Aber vollziehen sich musikalische Bildungsprozesse nicht auch in staubigen Hüt­ten irgendwo in Afrika oder in Räumen mit abblätterndem Putz wie in Venezuelas „El Sistema“? In einer internationalen ­empirischen Untersuchung zur Qualität künstlerischer Bildung von Anne Bamford aus dem Jahr 2010 (siehe Kasten „Literatur“) erwies sich die Lernumgebung zwar nicht als der wichtigste Faktor für das Lernergebnis; andere Faktoren, allen voran die Persönlichkeit und das methodisch-­didaktische Vorgehen der Lehrkraft, erwiesen sich als wichtiger. Dennoch weist Bamford darauf hin, dass, auch wenn Lehrkräfte unter schwierigen Raumbedingungen arbeiten und dabei teils beeindruckende Ergebnisse künstlerischer Bildung erzielen, dies keineswegs eine gute Lösung ist und für die Lehrkräfte eine große Belastung darstellt. Für Bamford gehören daher zu einem guten Programm künstle­rischer Bildung auch gut ausgestattete ­Unterrichtsräume als Bestandteil günstiger äußerer Bedingungen. Und nur bei günstigen äußeren Bedingungen können künst­lerische Programme eine hohe Bildungsqualität erreichen.
Dabei muss auch berücksichtigt werden, dass sich Raumstandards nach den in einem Land üblichen Raumverhältnissen richten: Wenn der größte Teil der Bevölkerung in Lehmhütten lebt, dies also die herrschende Normalität ist, wird auch ein ärmlich ausgestatteter Unterrichtsraum mit bröckelndem Putz weniger störend ins Gewicht fallen als in einem reichen Land wie Deutschland, in dem der Wohnstandard erheblich höher ist. Musik kann sich zwar überall ereignen. Aber ein optimal gestalteter Raum kann dazu beitragen, dass nicht irgendein, sondern das bestmögliche Ergebnis erzielt wird.
Bedenkt man, dass – wie die Lernforschung uns lehrt – Emotion, Motivation und Lernen eng zusammenhängen, so scheint die Gestaltung des Unterrichtsraums, wenn auch nicht der wichtigste Lernfaktor, zumindest auch nicht unerheblich zu sein. Hermann Rauhe meinte dazu 2003: „Die Lust am Lernen wird nicht nur durch das Lernen und Üben im Flow gefördert, sondern auch durch die Schaffung kreativer Bedingungen wie z. B. motivierender Unterrichtsräume, deren Raumgestaltung, Licht, Farbgestaltung und Mobiliar nach lernbiologischen und motivationspsychologischen Gesichtspunkten erfolgt.“ Und Alfred Holzbrecher von der Pädagogischen Hochschule Heidelberg schlägt für den Bereich der allgemein bildenden Schule vor, Unterrichtsräume so zu gestalten, dass die Art der Gestaltung und die verwendeten Materialien den Menschen wertschätzen. Licht und Farbe sollen als wichtige Gestaltungselemente eingesetzt, Akustik, Luft und Raumklima berücksichtigt werden. „Die Räume haben ein Ambiente, das umhüllt und gleichzeitig frei lässt.“ (siehe Kasten „Literatur“)

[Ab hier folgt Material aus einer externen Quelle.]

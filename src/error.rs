use thiserror::Error;

/// Error produced when a pattern fails to parse.
///
/// `offset` is the character offset into the pattern source at which the
/// problem was detected. Parsing never returns a partial AST: the first
/// error aborts compilation.
#[derive(Debug, Clone, PartialEq, Eq, Error)]
#[error("{message} (at offset {offset})")]
pub struct PatternSyntaxError {
    pub offset: usize,
    pub message: String,
}

impl PatternSyntaxError {
    pub fn new(message: impl Into<String>, offset: usize) -> Self {
        Self {
            offset,
            message: message.into(),
        }
    }
}
//! Section boundary detection.
//!
//! Every header pattern is anchored on the newline that precedes the header, and the
//! newline's offset is recorded as the boundary. All patterns are treated as equally
//! valid; overlapping matches simply yield nearby offsets, which the chunker tolerates.

use regex::Regex;
use std::collections::BTreeSet;
use std::sync::LazyLock;

static HEADER_PATTERNS: LazyLock<Vec<Regex>> = LazyLock::new(|| {
    [
        // Section 1: Introduction
        r"\n\s*(?:SECTION|Section)\s+\d+[.:]\s+\w+",
        // 1.2 Important Terms
        r"\n\s*\d+(?:\.\d+)*\s+[A-Z][a-zA-Z\s]+",
        // IV. Risk Factors
        r"\n\s*[IVXLCDM]+\.\s+[A-Z][a-zA-Z\s]+",
        // RISK FACTORS (SUMMARY)
        r"(?m)\n[ \t]*[A-Z][A-Z \t]{2,80}(?:[ \t]*\([^)\n]+\))?[ \t]*$",
        // Article IV: Terms, Article 4. Terms
        r"\n\s*(?:ARTICLE|Article)\s+(?:[IVXLCDM]+|\d+)[.:]\s+\w+",
    ]
    .into_iter()
    .filter_map(|pattern| match Regex::new(pattern) {
        Ok(regex) => Some(regex),
        Err(error) => {
            tracing::error!(pattern, error = %error, "Skipping invalid header pattern");
            None
        }
    })
    .collect()
});

/// Detect candidate section starts in `text`.
///
/// The result is strictly increasing and always begins with offset `0`. Offsets are byte
/// positions and always fall on character boundaries.
pub fn detect_section_boundaries(text: &str) -> Vec<usize> {
    let mut boundaries = BTreeSet::from([0]);
    for pattern in HEADER_PATTERNS.iter() {
        boundaries.extend(pattern.find_iter(text).map(|found| found.start()));
    }
    tracing::trace!(count = boundaries.len(), "Detected section boundaries");
    boundaries.into_iter().collect()
}
//! Reduce stage: restore source order and combine section summaries in one call.

use std::time::Duration;

use crate::document::DocumentMetadata;
use crate::summarization::{SummarizationClient, SummarizationClientError};

use super::prompt::build_reduce_prompt;
use super::types::{ChunkResult, SummarizeError, SummaryMode};

/// Ordered section summaries plus the combined final summary.
#[derive(Debug, Clone, PartialEq, Eq)]
pub struct ReducedSummary {
    /// Section summaries in chunk order; failed sections hold their placeholder.
    pub section_summaries: Vec<String>,
    /// Indices of failed sections.
    pub failed_sections: Vec<usize>,
    /// Output of the combining call.
    pub final_summary: String,
}

/// Sort results by chunk index and render each as summary text.
///
/// Failed chunks contribute their placeholder verbatim so the gap stays visible downstream.
pub fn order_section_summaries(mut results: Vec<ChunkResult>) -> (Vec<String>, Vec<usize>) {
    results.sort_by_key(|result| result.index);
    let failed = results
        .iter()
        .filter(|result| result.outcome.is_err())
        .map(|result| result.index)
        .collect();
    let summaries = results.iter().map(ChunkResult::summary_text).collect();
    (summaries, failed)
}

/// Combine chunk results into the final summary with a single client call.
///
/// The concatenated section block is never re-chunked, however long it gets. A failing call
/// is fatal: it surfaces as [`SummarizeError::Reduce`] instead of an empty summary.
pub async fn reduce_summaries(
    client: &dyn SummarizationClient,
    results: Vec<ChunkResult>,
    metadata: &DocumentMetadata,
    mode: SummaryMode,
    call_timeout: Option<Duration>,
) -> Result<ReducedSummary, SummarizeError> {
    let (section_summaries, failed_sections) = order_section_summaries(results);
    let prompt = build_reduce_prompt(&section_summaries, metadata, mode);
    tracing::debug!(
        sections = section_summaries.len(),
        failed = failed_sections.len(),
        prompt_chars = prompt.chars().count(),
        "Combining section summaries"
    );

    let call = client.generate_summary(&prompt);
    let outcome = match call_timeout {
        Some(limit) => tokio::time::timeout(limit, call)
            .await
            .unwrap_or_else(|_| Err(SummarizationClientError::Timeout(limit))),
        None => call.await,
    };

    let final_summary = outcome.map_err(|error| {
        tracing::error!(error = %error, "Reduce stage failed");
        SummarizeError::Reduce(error)
    })?;

    Ok(ReducedSummary {
        section_summaries,
        failed_sections,
        final_summary,
    })
}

Faktoren der Raumgestaltung

Zur Gestaltung von Lernsituationen in einem Raum tragen Faktoren bei, die in verschiedenem Ausmaß und situationsabhängig (je nachdem, wo man unterrichtet) beeinflussbar sind:

– Raumgröße: Während man sich in einem sehr kleinen Unterrichtsraum beengt fühlt, kann in einem sehr großen Raum das Gegenteil der Fall sein: Man fühlt sich „verloren“.
Unterrichtet man z. B. in einem Klassenraum im Einzelunterricht, so kann man die vorhandenen Möbel dazu benutzen, die Raumfläche anders aufzuteilen und sich kleinere Ecken oder Nischen zu schaffen.

– Farbgestaltung: Eine freundliche Farbgestaltung kann das Wohlbefinden von Lehrkräften und SchülerInnen verbessern und wirkt durch Reflexionen auch zurück auf die Lichtverhältnisse. Dabei sollte Farbe jedoch mit Maß und gezielt eingesetzt werden, um nicht erdrückend zu wirken. In der Farbpsychologie werden den Farben verschiedene Wirkungen zugeschrieben. Blau hat z. B. auf die meisten Menschen eine eher kühle Ausstrahlung, wohingegen Farben wie Orange und Gelb für eine positive, freundliche, gelöste Atmosphäre stehen. Hinweise zur Farbgestaltung von Unterrichtsräumen finden sich unter www.sichere-schule.de/klassenraum/lernraeume/ farbgestaltung/02.htm.

– Akustik: Je größer, höher und weniger mit Stoff ausgelegt, desto überakustischer ist ein Raum. Die Akustik kann man vor allem durch das Anbringen (oder Entfernen) von Teppichen, Vorhängen und Polstermöbeln beeinflussen. Auch Zimmerpflanzen haben schallschluckende Eigenschaften.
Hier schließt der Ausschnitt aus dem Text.